Paolo Scavino

REGION: 
Piedmont
WEBSITE: 
www.paoloscavino.com/
About the Producer: 
Fiasco, the Italian term for flasks as well as for flop, as in English, is also the name of a slope that descends sharply from the edge of the town of Castiglione Falletto toward the central valley of Barolo. Lorenzo Scavino acquired vineyards there in 1921. After his death, his sons split the property, Alfonso calling his estate Azelia, Paolo calling his simple Paolo Scavino. The latter included 2 hectares of vines at the crest of what is known in the local patois as Bric del Fiasc.
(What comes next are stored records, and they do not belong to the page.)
//! Image preprocessing: grayscale conversion, smoothing, contrast gating and
//! adaptive binarization.

use image::{DynamicImage, GrayImage, Luma};
use imageproc::stats::cumulative_histogram;

use crate::error::EvaluateError;

/// Configuration for the preprocessing stage.
#[derive(Debug, Clone, serde::Serialize, serde::Deserialize)]
#[serde(default)]
pub struct PreprocessConfig {
    /// Minimum accepted image width (pixels).
    pub min_width_px: u32,
    /// Minimum accepted image height (pixels).
    pub min_height_px: u32,
    /// Gaussian smoothing sigma; `0` disables smoothing.
    pub blur_sigma: f32,
    /// Histogram tail fraction ignored on each side when measuring dynamic range.
    pub range_percentile: f32,
    /// Minimum intensity spread between the two quantiles.
    pub min_dynamic_range: u8,
    /// Adaptive-threshold block radius as a fraction of the shorter image side.
    pub block_radius_frac: f32,
    /// Lower bound on the adaptive-threshold block radius (pixels).
    pub min_block_radius_px: u32,
    /// How much darker than the local mean a pixel must be to count as ink.
    pub ink_offset: u8,
}

impl Default for PreprocessConfig {
    fn default() -> Self {
        Self {
            min_width_px: 200,
            min_height_px: 200,
            blur_sigma: 1.0,
            range_percentile: 0.02,
            min_dynamic_range: 48,
            block_radius_frac: 0.05,
            min_block_radius_px: 7,
            ink_offset: 12,
        }
    }
}

impl PreprocessConfig {
    pub(crate) fn validate(&self) -> Result<(), String> {
        if self.min_width_px == 0 || self.min_height_px == 0 {
            return Err("preprocess minimum size must be >= 1px".to_string());
        }
        if !self.blur_sigma.is_finite() || self.blur_sigma < 0.0 {
            return Err("preprocess.blur_sigma must be finite and >= 0".to_string());
        }
        if !(0.0..0.5).contains(&self.range_percentile) {
            return Err("preprocess.range_percentile must be in [0, 0.5)".to_string());
        }
        if !self.block_radius_frac.is_finite() || self.block_radius_frac < 0.0 {
            return Err("preprocess.block_radius_frac must be finite and >= 0".to_string());
        }
        if self.min_block_radius_px == 0 {
            return Err("preprocess.min_block_radius_px must be >= 1".to_string());
        }
        Ok(())
    }
}

/// Working form of one photographed sheet.
#[derive(Debug, Clone)]
pub struct PreparedImage {
    /// Smoothed grayscale image.
    pub gray: GrayImage,
    /// Binary ink mask: 255 where a pixel is darker than its surroundings.
    pub ink: GrayImage,
    /// Global Otsu level separating paper from background and ink.
    pub paper_level: u8,
    /// Measured intensity spread between the configured quantiles.
    pub dynamic_range: u8,
}

/// Convert any decoded raster to a single-channel intensity image.
pub fn to_gray(image: &DynamicImage) -> GrayImage {
    image.to_luma8()
}

/// Run the preprocessing stage.
pub fn prepare(
    gray: &GrayImage,
    config: &PreprocessConfig,
) -> Result<PreparedImage, EvaluateError> {
    let (w, h) = gray.dimensions();
    if w < config.min_width_px || h < config.min_height_px {
        return Err(EvaluateError::image_quality(format!(
            "resolution {w}x{h} is below the minimum {}x{}",
            config.min_width_px, config.min_height_px
        )));
    }

    let smoothed = if config.blur_sigma > 0.0 {
        imageproc::filter::gaussian_blur_f32(gray, config.blur_sigma)
    } else {
        gray.clone()
    };

    let (lo, hi) = quantile_range(&smoothed, config.range_percentile);
    let dynamic_range = hi.saturating_sub(lo);
    if dynamic_range < config.min_dynamic_range {
        return Err(EvaluateError::image_quality(format!(
            "contrast too low to binarize: dynamic range {dynamic_range} < {}",
            config.min_dynamic_range
        )));
    }

    let paper_level = imageproc::contrast::otsu_level(&smoothed);
    let block_radius = ((w.min(h) as f32 * config.block_radius_frac).round() as u32)
        .max(config.min_block_radius_px);
    let ink = binarize_adaptive(&smoothed, block_radius, config.ink_offset);

    tracing::debug!(
        "Preprocess: {}x{} range={} (q{:.2}={}, q{:.2}={}) otsu={} block_radius={}",
        w,
        h,
        dynamic_range,
        config.range_percentile,
        lo,
        1.0 - config.range_percentile,
        hi,
        paper_level,
        block_radius
    );

    Ok(PreparedImage {
        gray: smoothed,
        ink,
        paper_level,
        dynamic_range,
    })
}

/// Intensities at the `frac` and `1 - frac` histogram quantiles.
pub(crate) fn quantile_range(gray: &GrayImage, frac: f32) -> (u8, u8) {
    let n = gray.as_raw().len() as u64;
    let Some(cum) = cumulative_histogram(gray).channels.first().copied() else {
        return (0, 0);
    };
    if n == 0 {
        return (0, 0);
    }
    let tail = ((n as f64) * frac as f64).floor() as u64;

    // cum[v] counts pixels <= v.
    let lo = cum.iter().position(|&c| c as u64 > tail).unwrap_or(0);
    let hi = (1..256)
        .rev()
        .find(|&v| n - (cum[v - 1] as u64) > tail)
        .unwrap_or(0);
    (lo as u8, hi as u8)
}

/// Local-mean binarization: ink (255) where `v < mean(block) - offset`.
pub(crate) fn binarize_adaptive(gray: &GrayImage, block_radius: u32, offset: u8) -> GrayImage {
    let (w, h) = gray.dimensions();
    // (w + 1) x (h + 1); entry (x, y) holds the sum over [0, x) x [0, y).
    let integral = imageproc::integral_image::integral_image::<_, u64>(gray);
    let at = |x: u32, y: u32| integral.get_pixel(x, y)[0];

    let mut out = GrayImage::new(w, h);
    for y in 0..h {
        let y0 = y.saturating_sub(block_radius);
        let y1 = (y + block_radius + 1).min(h);
        for x in 0..w {
            let x0 = x.saturating_sub(block_radius);
            let x1 = (x + block_radius + 1).min(w);
            let area = ((x1 - x0) * (y1 - y0)) as u64;
            let sum = (at(x1, y1) + at(x0, y0)) - (at(x0, y1) + at(x1, y0));
            let v = gray.get_pixel(x, y)[0] as u64;
            if (v + offset as u64) * area < sum {
                out.put_pixel(x, y, Luma([255]));
            }
        }
    }
    out
}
The wine that has carried that curious name since 1978 has risen to the summit of Barolo, thanks to the awesome drive and self-discipline of Paolo’s son Enrico. As a reformist with a prophetic nature, Enrico Scavino sees considerable room fro improvement in wines from all the native vines of Piedmont. But most of his endless toil in vineyards and cellars is dedicated to the higher cause of Nebbiolo and Barolo. Gradually Enrico has acquired more plots to produce Barolo from the famed Cannubi and Rocche dell’Annunziata sites, while creating a blend called Carobric, From 13 hectares of vineyards, he produces about 80,000 bottles a year, including excellent DOC Barbera d’Alba and Dolcetto d’Alba. None of the other quite equals the splendor of the Bric del Fiasc, which even from lesser vintages shows uncommon concentration, harmony and poise, the results of low yields, studied extraction of coloring, flavoring and structural components and finding in French oak. Enrico, who greets praise for his wines with the same sort of skeptical expression with which other field criticism, insists that his winemaking leaves plenty of room for improvement. He explains that his is a generation of transition charged with leading Piedmontese wine from an erratic past toward an illustrious future. “Barolo will always be different from the other wines of the world,” he once said. “But when we reach out optimum, it will be second to none.”